[Start of Attachment]

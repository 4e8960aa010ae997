use tracing::{info, warn};

use shiftcheck::config::Config;
use shiftcheck::reconcile::ReconciliationEngine;
use shiftcheck::report::{self, Report};
use shiftcheck::scheduler::ResourceScheduler;
use shiftcheck::source;

#[tokio::main]
async fn main() -> Result<(), Box<dyn std::error::Error>> {
    tracing_subscriber::fmt::init();

    let config = Config::from_env()?;
    if let Err(e) = shiftcheck::observability::init(config.metrics_port) {
        warn!("metrics exporter not installed: {e}");
    }

    info!("shiftcheck starting");
    info!("  events: {}", config.events_path.display());
    info!("  submissions: {}", config.submissions_path.display());
    info!("  time zone: {}", config.reference_tz.name());
    info!(
        "  excluding attendees matching: {}",
        if config.exclude.is_empty() { "<none>" } else { config.exclude.as_str() }
    );

    let raw_events = source::load_events(&config.events_path).await?;
    let events = source::parse_events(&raw_events, config.reference_tz);
    let rows = source::load_rows(&config.submissions_path).await?;
    let submissions = source::parse_submissions(&rows, config.reference_tz);

    let filter = config.subject_filter();
    let reconciliation =
        ReconciliationEngine::new(filter.clone()).reconcile(&events.records, &submissions.records);
    report::log_summary(&reconciliation);

    let hours = report::hours_by_subject(&events.records, &filter);
    for (subject, h) in &hours {
        info!("{subject}: {h:.2} hours");
    }

    let mut output = Report::new(events, submissions, &reconciliation, hours);
    info!(
        "{}: {} rows, {}: {} rows",
        report::MISSING_SUBMISSION_SHEET,
        output.missing_submission.len() - 1,
        report::EXTRA_SUBMISSION_SHEET,
        output.extra_submission.len() - 1,
    );

    if let Some(path) = &config.tasks_path {
        let tasks = source::load_tasks(path).await?;
        let scheduler = ResourceScheduler::new();
        let outcomes = report::book_tasks(&scheduler, &tasks);
        info!(
            "tasks: {} requested, {} booked",
            tasks.len(),
            scheduler.booking_count()
        );
        output = output.with_tasks(&scheduler, outcomes);
    }

    let json = serde_json::to_string_pretty(&output)?;
    match &config.output_path {
        Some(path) => {
            tokio::fs::write(path, json).await?;
            info!("report written to {}", path.display());
        }
        None => println!("{json}"),
    }

    Ok(())
}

[End of Attachment]

About this task:
Leave out every line after the one with "#[tokio::main]". Reproduce the material above exactly from its first line through that line.

Answer space:
repository 4e8960aa010ae997
use tracing::{info, warn};

use shiftcheck::config::Config;
use shiftcheck::reconcile::ReconciliationEngine;
use shiftcheck::report::{self, Report};
use shiftcheck::scheduler::ResourceScheduler;
use shiftcheck::source;

#[tokio::main]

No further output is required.